## How to complete this task
Please copy each line of the records below that holds the word "struct".

## Supplied records

_ _ _ _ _

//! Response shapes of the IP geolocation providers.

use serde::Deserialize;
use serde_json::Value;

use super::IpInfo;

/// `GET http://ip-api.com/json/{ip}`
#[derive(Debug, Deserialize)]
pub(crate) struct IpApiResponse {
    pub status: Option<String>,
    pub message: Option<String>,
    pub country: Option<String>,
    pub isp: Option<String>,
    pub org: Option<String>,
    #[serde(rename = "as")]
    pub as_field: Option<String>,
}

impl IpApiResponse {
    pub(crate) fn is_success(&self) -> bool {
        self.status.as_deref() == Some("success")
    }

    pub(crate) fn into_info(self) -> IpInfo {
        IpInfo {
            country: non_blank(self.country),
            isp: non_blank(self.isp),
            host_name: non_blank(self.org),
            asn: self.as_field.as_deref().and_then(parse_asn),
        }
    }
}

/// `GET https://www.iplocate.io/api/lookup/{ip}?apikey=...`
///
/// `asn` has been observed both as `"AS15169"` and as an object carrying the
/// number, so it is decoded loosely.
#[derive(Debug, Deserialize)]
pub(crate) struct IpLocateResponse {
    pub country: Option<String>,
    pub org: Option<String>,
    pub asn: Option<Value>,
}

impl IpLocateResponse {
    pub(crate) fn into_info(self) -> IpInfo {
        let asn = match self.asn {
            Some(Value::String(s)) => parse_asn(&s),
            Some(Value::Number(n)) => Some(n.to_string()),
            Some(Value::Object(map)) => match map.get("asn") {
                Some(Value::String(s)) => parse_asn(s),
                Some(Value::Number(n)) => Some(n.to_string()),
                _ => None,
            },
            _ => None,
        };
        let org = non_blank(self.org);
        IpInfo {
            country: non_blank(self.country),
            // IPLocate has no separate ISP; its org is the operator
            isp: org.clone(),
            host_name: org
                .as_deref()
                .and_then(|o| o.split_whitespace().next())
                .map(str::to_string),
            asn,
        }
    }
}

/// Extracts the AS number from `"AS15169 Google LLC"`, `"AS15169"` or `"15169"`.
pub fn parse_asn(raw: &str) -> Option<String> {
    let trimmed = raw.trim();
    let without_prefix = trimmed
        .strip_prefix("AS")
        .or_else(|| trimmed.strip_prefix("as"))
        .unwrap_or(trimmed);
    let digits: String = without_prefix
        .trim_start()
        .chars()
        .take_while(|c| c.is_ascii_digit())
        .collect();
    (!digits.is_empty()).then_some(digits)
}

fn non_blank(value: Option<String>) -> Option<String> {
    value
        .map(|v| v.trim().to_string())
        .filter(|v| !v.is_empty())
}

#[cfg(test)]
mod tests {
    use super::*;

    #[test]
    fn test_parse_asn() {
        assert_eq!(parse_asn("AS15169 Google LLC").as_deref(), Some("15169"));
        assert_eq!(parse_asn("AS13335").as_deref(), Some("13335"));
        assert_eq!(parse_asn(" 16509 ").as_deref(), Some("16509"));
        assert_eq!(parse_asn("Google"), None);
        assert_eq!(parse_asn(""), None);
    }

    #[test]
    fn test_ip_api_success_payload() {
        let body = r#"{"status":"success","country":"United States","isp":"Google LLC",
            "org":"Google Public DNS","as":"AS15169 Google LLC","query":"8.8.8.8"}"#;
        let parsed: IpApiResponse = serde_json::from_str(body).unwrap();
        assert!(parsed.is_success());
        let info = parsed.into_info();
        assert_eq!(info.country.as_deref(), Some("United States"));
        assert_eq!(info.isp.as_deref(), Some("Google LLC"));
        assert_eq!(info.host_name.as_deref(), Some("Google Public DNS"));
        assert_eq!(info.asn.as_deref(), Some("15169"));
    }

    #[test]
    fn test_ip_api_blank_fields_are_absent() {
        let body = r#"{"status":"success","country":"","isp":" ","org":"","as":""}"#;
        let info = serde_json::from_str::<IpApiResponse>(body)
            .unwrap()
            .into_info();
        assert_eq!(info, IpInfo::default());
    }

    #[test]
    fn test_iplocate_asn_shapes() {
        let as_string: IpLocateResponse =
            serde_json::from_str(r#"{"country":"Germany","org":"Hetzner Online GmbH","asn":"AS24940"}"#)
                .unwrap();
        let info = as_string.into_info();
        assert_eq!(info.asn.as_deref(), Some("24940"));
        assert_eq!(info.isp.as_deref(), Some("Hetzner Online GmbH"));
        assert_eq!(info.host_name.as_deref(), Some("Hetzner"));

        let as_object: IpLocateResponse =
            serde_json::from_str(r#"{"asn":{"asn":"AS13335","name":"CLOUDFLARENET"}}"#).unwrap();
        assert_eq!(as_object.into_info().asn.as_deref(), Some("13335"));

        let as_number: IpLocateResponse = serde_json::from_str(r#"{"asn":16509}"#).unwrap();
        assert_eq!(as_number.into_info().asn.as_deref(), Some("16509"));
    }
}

_ _ _ _ _

## Answer to the problem
pub(crate) struct IpApiResponse {
pub(crate) struct IpLocateResponse {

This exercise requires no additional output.